Compound 5 (19.0 g, 0.040 mol) was dissolved in dry DMF (300 mL), and imidazole (7.0 g, 0.103 mol) and TBDMSCl (6.8 g, 0.044 mol) were added. The reaction mixture was stirred for 24 h at 50 °C. The product was precipitated by adding water; it was filtered off and washed with 2 M hydrochloric acid (2 × 20 mL) and water (2 × 50 mL).
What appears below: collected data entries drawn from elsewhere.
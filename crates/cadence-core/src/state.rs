// Copyright 2025 eraflo
//
// Licensed under the Apache License, Version 2.0 (the "License");
// you may not use this file except in compliance with the License.
// You may obtain a copy of the License at
//
//     http://www.apache.org/licenses/LICENSE-2.0
//
// Unless required by applicable law or agreed to in writing, software
// distributed under the License is distributed on an "AS IS" BASIS,
// WITHOUT WARRANTIES OR CONDITIONS OF ANY KIND, either express or implied.
// See the License for the specific language governing permissions and
// limitations under the License.

//! Resource access states and transition barriers.

use crate::handle::TextureId;
use std::fmt;

/// The GPU-visible access state of a texture.
#[derive(Debug, Clone, Copy, PartialEq, Eq, Hash)]
pub enum ResourceState {
    /// No particular access; the state textures are created in by default.
    Common,
    /// Ready to be handed to the presentation engine.
    Present,
    /// Bound as a color attachment.
    RenderTarget,
    /// Bound as a writable depth attachment.
    DepthWrite,
    /// Sampled from pixel shaders.
    PixelShaderResource,
    /// Sampled from non-pixel stages (compute, vertex).
    NonPixelShaderResource,
    /// Read/write storage access from compute.
    UnorderedAccess,
    /// Source of a multisample resolve.
    ResolveSource,
    /// Destination of a multisample resolve.
    ResolveDest,
    /// Source of a copy.
    CopySource,
    /// Destination of a copy.
    CopyDest,
    /// Any read-only access; upload heaps live here.
    GenericRead,
}

impl fmt::Display for ResourceState {
    fn fmt(&self, f: &mut fmt::Formatter<'_>) -> fmt::Result {
        fmt::Debug::fmt(self, f)
    }
}

/// A single state transition for one texture.
#[derive(Debug, Clone, Copy, PartialEq, Eq, Hash)]
pub struct TransitionBarrier {
    /// The texture being transitioned.
    pub texture: TextureId,
    /// The state the texture must currently be in.
    pub before: ResourceState,
    /// The state the texture will be in after the barrier.
    pub after: ResourceState,
}

impl TransitionBarrier {
    /// Creates a barrier moving `texture` from `before` to `after`.
    pub const fn new(texture: TextureId, before: ResourceState, after: ResourceState) -> Self {
        Self {
            texture,
            before,
            after,
        }
    }

    /// The barrier that undoes this one.
    pub const fn reversed(self) -> Self {
        Self {
            texture: self.texture,
            before: self.after,
            after: self.before,
        }
    }
}

#[cfg(test)]
mod tests {
    use super::*;

    #[test]
    fn test_reversed_barrier_swaps_states() {
        let barrier = TransitionBarrier::new(
            TextureId(3),
            ResourceState::DepthWrite,
            ResourceState::PixelShaderResource,
        );
        let back = barrier.reversed();
        assert_eq!(back.texture, TextureId(3));
        assert_eq!(back.before, ResourceState::PixelShaderResource);
        assert_eq!(back.after, ResourceState::DepthWrite);
        assert_eq!(back.reversed(), barrier);
    }
}
// Copyright 2025 eraflo
//
// Licensed under the Apache License, Version 2.0 (the "License");
// you may not use this file except in compliance with the License.
// You may obtain a copy of the License at
//
//     http://www.apache.org/licenses/LICENSE-2.0
//
// Unless required by applicable law or agreed to in writing, software
// distributed under the License is distributed on an "AS IS" BASIS,
// WITHOUT WARRANTIES OR CONDITIONS OF ANY KIND, either express or implied.
// See the License for the specific language governing permissions and
// limitations under the License.

//! The staging heap used while loading.
//!
//! Assets are written into a CPU-visible buffer by a bump allocator and the
//! copies out of it are recorded into a command buffer owned by the heap. A
//! single [`UploadHeap::flush_and_wait`] submits everything and blocks until
//! the GPU has consumed it, after which the allocator is rewound. Once loading
//! is over [`UploadHeap::release`] frees the staging memory; any later use is
//! a programming error and reports [`ConfigurationError::UploadHeapReleased`].

use crate::tracked::TrackedTexture;
use cadence_core::{
    align_up, BufferDescriptor, BufferId, BufferUsage, CommandBufferId, CommandEncoder,
    ConfigurationError, GpuAddress, GraphicsDevice, MemoryLocation, RenderError, ResourceState,
};
use std::fmt;

/// A range of the upload heap.
#[derive(Debug, Clone, Copy, PartialEq, Eq)]
pub struct UploadAllocation {
    /// Offset inside the staging buffer.
    pub offset: u64,
    /// Size in bytes.
    pub size: u64,
    /// GPU address of the range, readable by copy commands.
    pub address: GpuAddress,
}

/// A bump-allocated staging buffer with its own command buffer.
pub struct UploadHeap {
    buffer: Option<BufferId>,
    base: GpuAddress,
    capacity: u64,
    offset: u64,
    command_buffer: CommandBufferId,
    encoder: Option<Box<dyn CommandEncoder>>,
    pending_copies: usize,
}

impl fmt::Debug for UploadHeap {
    fn fmt(&self, f: &mut fmt::Formatter<'_>) -> fmt::Result {
        f.debug_struct("UploadHeap")
            .field("buffer", &self.buffer)
            .field("capacity", &self.capacity)
            .field("offset", &self.offset)
            .field("recording", &self.encoder.is_some())
            .field("pending_copies", &self.pending_copies)
            .finish()
    }
}

impl UploadHeap {
    /// Creates a staging heap of `capacity` bytes.
    pub fn new(device: &dyn GraphicsDevice, capacity: u64) -> Result<Self, RenderError> {
        let command_buffer = device.create_command_buffer("Upload heap")?;
        let mut heap = Self {
            buffer: None,
            base: GpuAddress::default(),
            capacity,
            offset: 0,
            command_buffer,
            encoder: None,
            pending_copies: 0,
        };
        heap.reopen(device)?;
        Ok(heap)
    }

    /// Recreates the staging memory after a [`release`](Self::release).
    ///
    /// Does nothing if the heap is live.
    pub fn reopen(&mut self, device: &dyn GraphicsDevice) -> Result<(), RenderError> {
        if self.buffer.is_some() {
            return Ok(());
        }
        let buffer = device.create_buffer(&BufferDescriptor {
            label: Some("Upload heap".into()),
            size: self.capacity,
            location: MemoryLocation::Upload,
            usage: BufferUsage::COPY_SRC,
        })?;
        self.base = device.buffer_gpu_address(buffer)?;
        self.buffer = Some(buffer);
        self.offset = 0;
        log::debug!("Upload heap opened with {} bytes", self.capacity);
        Ok(())
    }

    fn live_buffer(&self) -> Result<BufferId, RenderError> {
        self.buffer
            .ok_or_else(|| ConfigurationError::UploadHeapReleased.into())
    }

    /// Reserves `size` bytes aligned to `alignment`.
    ///
    /// # Errors
    ///
    /// Returns [`ConfigurationError::BufferPoolExhausted`] when the heap is full
    /// (flush and retry, or configure a larger heap) and
    /// [`ConfigurationError::UploadHeapReleased`] after a release.
    pub fn allocate(&mut self, size: u64, alignment: u64) -> Result<UploadAllocation, RenderError> {
        self.live_buffer()?;
        let start = align_up(self.offset, alignment.max(1));
        if start + size > self.capacity {
            return Err(ConfigurationError::BufferPoolExhausted {
                pool: "upload heap",
                requested: size,
                remaining: self.capacity.saturating_sub(self.offset),
            }
            .into());
        }
        self.offset = start + size;
        Ok(UploadAllocation {
            offset: start,
            size,
            address: self.base.offset(start),
        })
    }

    /// Writes `data` at the start of `allocation`.
    pub fn write(
        &self,
        device: &dyn GraphicsDevice,
        allocation: &UploadAllocation,
        data: &[u8],
    ) -> Result<(), RenderError> {
        debug_assert!(self.buffer.is_some(), "upload heap written after release");
        let buffer = self.live_buffer()?;
        if data.len() as u64 > allocation.size {
            return Err(RenderError::ResourceError(format!(
                "{} bytes do not fit a {} byte upload allocation",
                data.len(),
                allocation.size
            )));
        }
        device.write_buffer(buffer, allocation.offset, data)
    }

    /// Reserves room for `data` and copies it in.
    pub fn stage(
        &mut self,
        device: &dyn GraphicsDevice,
        data: &[u8],
        alignment: u64,
    ) -> Result<UploadAllocation, RenderError> {
        let allocation = self.allocate(data.len() as u64, alignment)?;
        self.write(device, &allocation, data)?;
        Ok(allocation)
    }

    /// The heap's open command buffer, begun on first use.
    pub fn encoder(
        &mut self,
        device: &dyn GraphicsDevice,
    ) -> Result<&mut dyn CommandEncoder, RenderError> {
        self.live_buffer()?;
        let encoder = match self.encoder.take() {
            Some(encoder) => encoder,
            None => device.begin_command_buffer(self.command_buffer)?,
        };
        Ok(self.encoder.insert(encoder).as_mut())
    }

    /// Records a copy of `allocation` into `destination` at `destination_offset`.
    pub fn copy_to_buffer(
        &mut self,
        device: &dyn GraphicsDevice,
        allocation: &UploadAllocation,
        destination: BufferId,
        destination_offset: u64,
    ) -> Result<(), RenderError> {
        let source = self.live_buffer()?;
        self.encoder(device)?.copy_buffer_to_buffer(
            source,
            allocation.offset,
            destination,
            destination_offset,
            allocation.size,
        );
        self.pending_copies += 1;
        Ok(())
    }

    /// Records a copy of `allocation` into `texture`, which must be in
    /// [`ResourceState::CopyDest`], and then makes it shader-readable.
    pub fn copy_to_texture(
        &mut self,
        device: &dyn GraphicsDevice,
        allocation: &UploadAllocation,
        texture: &mut TrackedTexture,
    ) -> Result<(), RenderError> {
        let source = self.live_buffer()?;
        texture.require(ResourceState::CopyDest)?;
        let encoder = self.encoder(device)?;
        encoder.copy_buffer_to_texture(source, allocation.offset, texture.id());
        texture.transition(
            encoder,
            ResourceState::CopyDest,
            ResourceState::PixelShaderResource,
        )?;
        self.pending_copies += 1;
        Ok(())
    }

    /// Submits every recorded copy, waits for the GPU to finish them and
    /// rewinds the allocator.
    pub fn flush_and_wait(&mut self, device: &dyn GraphicsDevice) -> Result<(), RenderError> {
        self.live_buffer()?;
        if let Some(encoder) = self.encoder.take() {
            let id = encoder.close()?;
            device.submit(&[id])?;
            let fence = device.signal()?;
            device.wait_for_fence(fence)?;
            log::info!(
                "Upload heap flushed: {} copies, {} bytes staged",
                self.pending_copies,
                self.offset
            );
        }
        self.offset = 0;
        self.pending_copies = 0;
        Ok(())
    }

    /// Frees the staging memory. Safe to call more than once.
    ///
    /// Copies recorded but not flushed are discarded.
    pub fn release(&mut self, device: &dyn GraphicsDevice) {
        if self.encoder.take().is_some() {
            log::warn!(
                "UploadHeap: Released with {} unflushed copies",
                self.pending_copies
            );
        }
        if let Some(buffer) = self.buffer.take() {
            if let Err(e) = device.destroy_buffer(buffer) {
                log::warn!("UploadHeap: Failed to destroy staging buffer: {:?}", e);
            }
            log::debug!("Upload heap released");
        }
        self.offset = 0;
        self.pending_copies = 0;
    }

    /// Whether the staging memory has been freed.
    pub fn is_released(&self) -> bool {
        self.buffer.is_none()
    }

    /// Bytes reserved since the last flush.
    pub fn used(&self) -> u64 {
        self.offset
    }

    /// Size of the staging memory.
    pub fn capacity(&self) -> u64 {
        self.capacity
    }

    /// Frees the staging memory and the command buffer.
    pub fn destroy(mut self, device: &dyn GraphicsDevice) {
        self.release(device);
        if let Err(e) = device.destroy_command_buffer(self.command_buffer) {
            log::warn!("UploadHeap: Failed to destroy command buffer: {:?}", e);
        }
    }
}

#[cfg(test)]
mod tests {
    use super::*;
    use cadence_core::{TextureDescriptor, TextureFormat, TextureUsage};
    use cadence_infra::{DeviceEvent, HeadlessDevice};

    fn device_buffer(device: &HeadlessDevice, size: u64) -> BufferId {
        device
            .create_buffer(&BufferDescriptor {
                label: Some("destination".into()),
                size,
                location: MemoryLocation::Readback,
                usage: BufferUsage::COPY_DST,
            })
            .unwrap()
    }

    #[test]
    fn test_flush_makes_data_visible_to_gpu() {
        let device = HeadlessDevice::deferred();
        let mut heap = UploadHeap::new(&device, 1024).unwrap();
        let destination = device_buffer(&device, 64);

        let allocation = heap.stage(&device, b"vertex data", 16).unwrap();
        heap.copy_to_buffer(&device, &allocation, destination, 8)
            .unwrap();
        heap.flush_and_wait(&device).unwrap();

        let contents = device.buffer_contents(destination).unwrap();
        assert_eq!(&contents[8..19], b"vertex data");
        assert_eq!(heap.used(), 0);

        // The flush waited on its own fence.
        let signaled = device.signaled_fence_value();
        assert!(device.events().contains(&DeviceEvent::Waited {
            value: signaled,
            blocked: true
        }));
        assert_eq!(device.completed_fence_value(), signaled);
    }

    #[test]
    fn test_texture_upload_leaves_texture_readable() {
        let device = HeadlessDevice::default();
        let mut heap = UploadHeap::new(&device, 1024).unwrap();
        let mut texture = TrackedTexture::create(
            &device,
            &TextureDescriptor::new_2d(
                "albedo",
                4,
                4,
                TextureFormat::Rgba8Unorm,
                TextureUsage::SHADER_RESOURCE | TextureUsage::COPY_DST,
                ResourceState::CopyDest,
            ),
        )
        .unwrap();

        let allocation = heap.stage(&device, &[255; 64], 512).unwrap();
        heap.copy_to_texture(&device, &allocation, &mut texture)
            .unwrap();
        heap.flush_and_wait(&device).unwrap();

        assert_eq!(texture.state(), ResourceState::PixelShaderResource);
        assert_eq!(
            device.texture_state(texture.id()),
            Some(ResourceState::PixelShaderResource)
        );
        assert_eq!(device.texture_uploaded_bytes(texture.id()), Some(64));
    }

    #[test]
    fn test_allocations_respect_alignment_and_capacity() {
        let device = HeadlessDevice::default();
        let mut heap = UploadHeap::new(&device, 1024).unwrap();
        let a = heap.allocate(10, 1).unwrap();
        let b = heap.allocate(10, 512).unwrap();
        assert_eq!(a.offset, 0);
        assert_eq!(b.offset, 512);
        assert!(matches!(
            heap.allocate(600, 1),
            Err(RenderError::Configuration(
                ConfigurationError::BufferPoolExhausted { .. }
            ))
        ));
    }

    #[test]
    fn test_release_is_idempotent_and_reopen_restores() {
        let device = HeadlessDevice::default();
        let mut heap = UploadHeap::new(&device, 256).unwrap();
        let buffers = device.live_buffers();
        heap.release(&device);
        heap.release(&device);
        assert!(heap.is_released());
        assert_eq!(device.live_buffers(), buffers - 1);

        heap.reopen(&device).unwrap();
        assert!(heap.stage(&device, &[1, 2, 3], 4).is_ok());
        heap.destroy(&device);
    }

    #[test]
    #[cfg_attr(debug_assertions, should_panic(expected = "upload heap written after release"))]
    fn test_write_after_release_is_rejected() {
        let device = HeadlessDevice::default();
        let mut heap = UploadHeap::new(&device, 256).unwrap();
        let allocation = heap.allocate(4, 4).unwrap();
        heap.flush_and_wait(&device).unwrap();
        heap.release(&device);

        let result = heap.write(&device, &allocation, &[1, 2, 3, 4]);
        assert!(matches!(
            result,
            Err(RenderError::Configuration(ConfigurationError::UploadHeapReleased))
        ));
    }
}
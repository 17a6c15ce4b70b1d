// Copyright 2025 eraflo
//
// Licensed under the Apache License, Version 2.0 (the "License");
// you may not use this file except in compliance with the License.
// You may obtain a copy of the License at
//
//     http://www.apache.org/licenses/LICENSE-2.0
//
// Unless required by applicable law or agreed to in writing, software
// distributed under the License is distributed on an "AS IS" BASIS,
// WITHOUT WARRANTIES OR CONDITIONS OF ANY KIND, either express or implied.
// See the License for the specific language governing permissions and
// limitations under the License.

//! A swap chain stand-in for the headless device.

use super::device::HeadlessDevice;
use super::state::DeviceEvent;
use cadence_core::{
    DescriptorCategory, DescriptorHandle, DescriptorHeapInfo, GraphicsDevice,
    PresentationSurface, RenderError, ResourceState, TextureDescriptor, TextureFormat,
    TextureId, TextureUsage, ViewKind,
};

/// A chain of back buffers owned by a [`HeadlessDevice`].
#[derive(Debug)]
pub struct HeadlessSurface {
    device: HeadlessDevice,
    heap: DescriptorHeapInfo,
    back_buffers: Vec<TextureId>,
    current: usize,
    width: u32,
    height: u32,
    format: TextureFormat,
}

impl HeadlessSurface {
    /// Creates `back_buffer_count` back buffers of `width` x `height`.
    pub fn new(
        device: &HeadlessDevice,
        width: u32,
        height: u32,
        back_buffer_count: u32,
    ) -> Result<Self, RenderError> {
        let heap =
            device.create_descriptor_heap(DescriptorCategory::RenderTarget, back_buffer_count)?;
        let mut surface = Self {
            device: device.clone(),
            heap,
            back_buffers: Vec::with_capacity(back_buffer_count as usize),
            current: 0,
            width,
            height,
            format: TextureFormat::Bgra8UnormSrgb,
        };
        surface.create_back_buffers(back_buffer_count)?;
        log::info!(
            "Headless surface created: {}x{}, {} back buffers",
            width,
            height,
            back_buffer_count
        );
        Ok(surface)
    }

    fn view(&self, index: usize) -> DescriptorHandle {
        DescriptorHandle {
            category: DescriptorCategory::RenderTarget,
            index: index as u32,
            cpu: self.heap.cpu_base + index as u64 * u64::from(self.heap.increment),
            gpu: None,
        }
    }

    fn create_back_buffers(&mut self, count: u32) -> Result<(), RenderError> {
        for i in 0..count as usize {
            let label = format!("Back buffer {i}");
            let texture = self.device.create_texture(&TextureDescriptor::new_2d(
                &label,
                self.width,
                self.height,
                self.format,
                TextureUsage::RENDER_TARGET,
                ResourceState::Present,
            ))?;
            self.device
                .create_view(texture, ViewKind::RenderTarget, self.view(i))?;
            self.back_buffers.push(texture);
        }
        Ok(())
    }

    fn destroy_back_buffers(&mut self) {
        for texture in self.back_buffers.drain(..) {
            if let Err(e) = self.device.destroy_texture(texture) {
                log::warn!("HeadlessSurface: Failed to destroy back buffer: {:?}", e);
            }
        }
    }

    /// Recreates the back buffers at a new size.
    pub fn resize(&mut self, width: u32, height: u32) -> Result<(), RenderError> {
        let count = self.back_buffers.len() as u32;
        self.destroy_back_buffers();
        self.width = width;
        self.height = height;
        self.current = 0;
        self.create_back_buffers(count)
    }

    /// Index of the back buffer the next frame renders into.
    pub fn current_index(&self) -> usize {
        self.current
    }

    /// Destroys the back buffers and their descriptor heap.
    pub fn destroy(mut self) {
        self.destroy_back_buffers();
        if let Err(e) = self.device.destroy_descriptor_heap(self.heap.id) {
            log::warn!("HeadlessSurface: Failed to destroy descriptor heap: {:?}", e);
        }
    }
}

impl PresentationSurface for HeadlessSurface {
    fn back_buffer_count(&self) -> u32 {
        self.back_buffers.len() as u32
    }

    fn format(&self) -> TextureFormat {
        self.format
    }

    fn extent(&self) -> (u32, u32) {
        (self.width, self.height)
    }

    fn current_back_buffer(&self) -> TextureId {
        self.back_buffers[self.current]
    }

    fn current_back_buffer_view(&self) -> DescriptorHandle {
        self.view(self.current)
    }

    fn wait_for_ready(&mut self) -> Result<(), RenderError> {
        self.device.state().log(DeviceEvent::SurfaceWait {
            back_buffer: self.current as u32,
        });
        Ok(())
    }

    fn present(&mut self) -> Result<(), RenderError> {
        let texture = self.current_back_buffer();
        match self.device.texture_state(texture) {
            Some(ResourceState::Present) => {}
            other => {
                return Err(RenderError::SubmissionFailure(format!(
                    "back buffer {} presented in state {:?}",
                    self.current, other
                )))
            }
        }
        self.device.state().log(DeviceEvent::Presented {
            back_buffer: self.current as u32,
        });
        self.current = (self.current + 1) % self.back_buffers.len();
        Ok(())
    }
}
The resulting solid was dried in a desiccator to yield 7 as a colorless crystalline solid (22.1 g, 95%) [30] m.p. = 153 °C; [ α ] D 20 = +57.4° (c 0.305, CHCl3); Rf = 0.34 (silica gel, hexane/EtOAc, 9:1); IR (KBr): ν = 3446br, 2948m, 2930m, 2856w, 1728w, 1636m, 1460w, 1386w, 1360w, 1252w, 1166w, 1142w, 1108m, 1100m, 1032w, 1004w, 836m cm−1; 1H NMR (500 MHz, CDCl3): δ = 5.24 (dd, J = 3.4, 3.4 Hz, 1H, H-12), 3.60 (s, 3H, H-32), 3.18 (dd, J = 11.3, 4.6 Hz, 1H, H-3), 2.22 (d, J = 11.3 Hz, 1H, H-18), 2.04–1.94 (m, 1H, H-16a), 1.93–1.87 (m, 2H, H-11a + H-11b), 1.82–1.71 (m, 1H, H-2a), 1.70–1.42 (m, 10H, H-22a + H-1a + H-21a + H-15a + H-22b + H-1b + H-6a + H-15b + H-7a + H-9), 1.42–1.24 (m, 4H, H-19 + H-7b + H-21b + H-6b), 1.07 (s, 3H, H-27), 1.06–1.00 (m, 2H, H-2b + H-20), 0.94 (d, J = 6.1 Hz, 3H, H-30), 0.91 (s, 3H, H-25), 0.90 (s, 3H, H-24), 0.88 (s, 9H, H-34), 0.87–0.85 (m, 1H, H-16b), 0.86 (s, 3H, H-23), 0.85 (s, 3H, H-26), 0.74 (d, J = 6.3 Hz, 3H, H-29), 0.72–0.67 (m, 1H, H-5), 0.03 (s, 6H, H-31) ppm; 13C NMR (125 MHz, CDCl3): δ = 178.2 (C-28), 138.3 (C-13), 125.8 (C-12), 79.7 (C-3), 55.5 (C-5), 53.1 (C-18), 51.6 (C-32), 48.3 (C-17), 47.8 (C-9), 42.2 (C-14), 39.7 (C-4), 39.5 (C-8), 39.2 (C-19), 39.0 (C-20), 38.8 (C-1), 37.0 (C-10), 36.8 (C-22), 33.2 (C-7), 30.8 (C-21), 28.7 (C-24), 28.2 (C-2), 27.8 (C-15), 26.1 (C-34), 24.4 (C-16), 23.8 (C-27), 23.5 (C-11), 21.3 (C-30), 18.7 (C-6), 18.3 (C-33), 17.2 (C-29), 17.1 (C-23), 16.3 (C-26), 15.6 (C-25), −3.6 (C-31a), −4.7 (C-31b) ppm; MS (ESI, MeOH): m/z (%) = 585.2 ([M + H]+, 100), 607.4 ([M + Na]+, 16), 1192.5 ([2M + Na]+, 62).

(3β) Ethyl 3-{[(1,1-Dimethylethyl)dimethylsilyl]oxy}-olean-12-en-28-oate (8)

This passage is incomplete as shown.